A maioria das pessoas com VIH participantes num inquérito sobre a influência do vírus na sua vida afetiva receia ter vida sexual e esconde que está infetado por medo de ser rejeitado.

Os resultados do questionário «VIH e os Afetos» revelaram ainda que, no ano em que foram diagnosticados, 32% fecharam-se a novos relacionamentos e 21% deixaram de ter relações sexuais.

Desenvolvido pelo grupo MAIS - Mulheres Ativistas com Intervenção na Sociedade, da associação SER+, o inquérito pretendeu «dar voz às pessoas que vivem com a infeção VIH» e perceber a implicação que o vírus pode ter na «vivência dos afetos», a nível social, de amizades, na relação com o parceiro e na decisão de ter filhos, disse à agência Lusa a coordenadora do estudo, Ana Duarte.

A amostra distribui-se equitativamente entre homens e mulheres, maioritariamente entre os 30 e os 55 anos e com escolaridade acima do terceiro ciclo. Dos 144 participantes, 94 são portugueses, 43 são oriundos de Países Africanos de Língua Oficial Portuguesa e sete de outros países.

Quarenta e dois por cento dos participantes foram diagnosticados entre 2005 e 2012 e 38% entre 1995 e 2004, segundo o estudo que decorreu entre 22 de outubro e 12 de novembro.
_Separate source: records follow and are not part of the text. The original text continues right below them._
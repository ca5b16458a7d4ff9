// ============================================================================
// Gestion des événements
// ============================================================================
// Gère les événements clavier et les ticks de l'interface
//
// Toutes les touches imprimables vont dans la barre de recherche : les
// actions passent donc par des touches non imprimables (flèches, Tab,
// Échap, Ctrl).
// ============================================================================

use std::time::Duration;

use anyhow::Result;
use crossterm::event::{self, Event as CrosstermEvent, KeyCode, KeyEvent, KeyEventKind, KeyModifiers};

/// Événements de l'application
#[derive(Debug, Clone)]
pub enum Event {
    /// Touche pressée
    Key(KeyEvent),

    /// Tick régulier (rafraîchissement de l'affichage)
    Tick,
}

/// Gestionnaire d'événements
pub struct EventHandler {
    tick_rate: Duration,
}

impl EventHandler {
    pub fn new(tick_rate: Duration) -> Self {
        Self { tick_rate }
    }

    /// Lit le prochain événement (bloquant avec timeout)
    ///
    /// CONCEPT : Non-blocking I/O avec timeout
    /// - poll(timeout) attend au plus tick_rate
    /// - Si pas d'événement, retourne Ok(Event::Tick)
    pub fn next(&self) -> Result<Event> {
        if event::poll(self.tick_rate)? {
            match event::read()? {
                // Sur certains OS, on reçoit Press ET Release
                CrosstermEvent::Key(key) if key.kind == KeyEventKind::Press => Ok(Event::Key(key)),
                _ => Ok(Event::Tick),
            }
        } else {
            Ok(Event::Tick)
        }
    }
}

impl Default for EventHandler {
    fn default() -> Self {
        Self::new(Duration::from_millis(250))
    }
}

// ============================================================================
// Helpers : Convertir KeyEvent en action
// ============================================================================

/// Ctrl+C : sortie immédiate
pub fn is_interrupt_event(event: &Event) -> bool {
    if let Event::Key(key) = event {
        key.code == KeyCode::Char('c') && key.modifiers.contains(KeyModifiers::CONTROL)
    } else {
        false
    }
}

/// Échap : quitter (en deux temps)
pub fn is_escape_event(event: &Event) -> bool {
    if let Event::Key(key) = event {
        matches!(key.code, KeyCode::Esc)
    } else {
        false
    }
}

/// Ctrl+U : vider la recherche (comme dans un shell)
pub fn is_clear_search_event(event: &Event) -> bool {
    if let Event::Key(key) = event {
        key.code == KeyCode::Char('u') && key.modifiers.contains(KeyModifiers::CONTROL)
    } else {
        false
    }
}

pub fn is_up_event(event: &Event) -> bool {
    if let Event::Key(key) = event {
        matches!(key.code, KeyCode::Up)
    } else {
        false
    }
}

pub fn is_down_event(event: &Event) -> bool {
    if let Event::Key(key) = event {
        matches!(key.code, KeyCode::Down)
    } else {
        false
    }
}

/// → ou Tab : devise suivante
pub fn is_next_currency_event(event: &Event) -> bool {
    if let Event::Key(key) = event {
        matches!(key.code, KeyCode::Right | KeyCode::Tab)
    } else {
        false
    }
}

/// ← ou Shift+Tab : devise précédente
pub fn is_previous_currency_event(event: &Event) -> bool {
    if let Event::Key(key) = event {
        matches!(key.code, KeyCode::Left | KeyCode::BackTab)
    } else {
        false
    }
}

pub fn is_backspace_event(event: &Event) -> bool {
    if let Event::Key(key) = event {
        matches!(key.code, KeyCode::Backspace)
    } else {
        false
    }
}

/// Caractère à ajouter à la recherche (sans Ctrl/Alt)
pub fn search_char(event: &Event) -> Option<char> {
    if let Event::Key(key) = event {
        if key.modifiers.intersects(KeyModifiers::CONTROL | KeyModifiers::ALT) {
            return None;
        }
        if let KeyCode::Char(c) = key.code {
            return Some(c);
        }
    }
    None
}

// ============================================================================
// Tests
// ============================================================================

#[cfg(test)]
mod tests {
    use super::*;

    fn key(code: KeyCode, modifiers: KeyModifiers) -> Event {
        Event::Key(KeyEvent::new(code, modifiers))
    }

    #[test]
    fn test_interrupt_and_escape() {
        assert!(is_interrupt_event(&key(KeyCode::Char('c'), KeyModifiers::CONTROL)));
        assert!(!is_interrupt_event(&key(KeyCode::Char('c'), KeyModifiers::empty())));
        assert!(is_escape_event(&key(KeyCode::Esc, KeyModifiers::empty())));
        assert!(!is_escape_event(&Event::Tick));
    }

    #[test]
    fn test_search_char() {
        assert_eq!(search_char(&key(KeyCode::Char('q'), KeyModifiers::empty())), Some('q'));
        assert_eq!(search_char(&key(KeyCode::Char('B'), KeyModifiers::SHIFT)), Some('B'));
        assert_eq!(search_char(&key(KeyCode::Char('u'), KeyModifiers::CONTROL)), None);
        assert_eq!(search_char(&key(KeyCode::Enter, KeyModifiers::empty())), None);
    }

    #[test]
    fn test_currency_keys() {
        assert!(is_next_currency_event(&key(KeyCode::Tab, KeyModifiers::empty())));
        assert!(is_previous_currency_event(&key(KeyCode::BackTab, KeyModifiers::SHIFT)));
        assert!(!is_next_currency_event(&key(KeyCode::Left, KeyModifiers::empty())));
    }
}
A maioria (64%) tem algum tipo de receio em ter ou manter vida sexual e revelar a sua seropositividade, por medo de ser rejeitado (40%) e/ou de transmitir a infeção acidentalmente (37%).

Mais de metade sentiu medo de ser rejeitado e 75% lida «mal ou muito mal» com o diagnóstico, sendo as mulheres que reagem pior.

Setenta por cento dizem revelar sempre o seu estatuto serológico a parceiros quando estes são seropositivos, mas apenas 49% o faz quando os parceiros são seronegativos e 29% quando têm estatuto serológico desconhecido.

Quando receberam o diagnóstico, a tristeza, depressão e revolta contra si próprios foram os sentimentos mais comuns, que se foram alterando com o passar dos anos.

Atualmente, 72% sentem «vontade de viver», mas 33% ainda têm medo de ser rejeitado, sendo as mulheres quem sente mais vergonha de revelar a infeção aos outros.

Ana Duarte explicou que estes sentimentos vão sendo ultrapassados com o apoio e o acompanhamento dos profissionais que trabalham nesta área.

Mas, adiantou, os dados também mostram que estas pessoas «acabam por viver muito sozinhas nesta infeção. Até podem viver melhor, mas continuam a ter muito receio da rejeição exterior».


O uso do preservativo é apontado como a principal implicação do VIH na vida amorosa. O estudo indica que 43% já tiveram, desde o diagnóstico, pelo menos uma relação estável com um parceiro(a) seronegativo.

Apenas 15% tiveram filhos após o diagnóstico, sendo que 16% não tiveram por razões relacionadas direta ou indiretamente com o VIH.

Os restantes afirmam que a decisão de não ter filhos se prende também com razões relacionadas com a infeção. No grupo da amostra, nasceram 49 crianças, apenas uma com VIH.

O acompanhamento médico durante a gravidez foi avaliado como «bom ou muito bom», apesar de 13% dizerem ter sentido pressão por parte dos profissionais de saúde para não terem filhos devido ao VIH.

Os resultados do questionário são apresentados na conferência «VIH e os Afetos»,  que se realiza, em Lisboa, no Dia Mundial de Luta Contra a Sida, 01 de dezembro.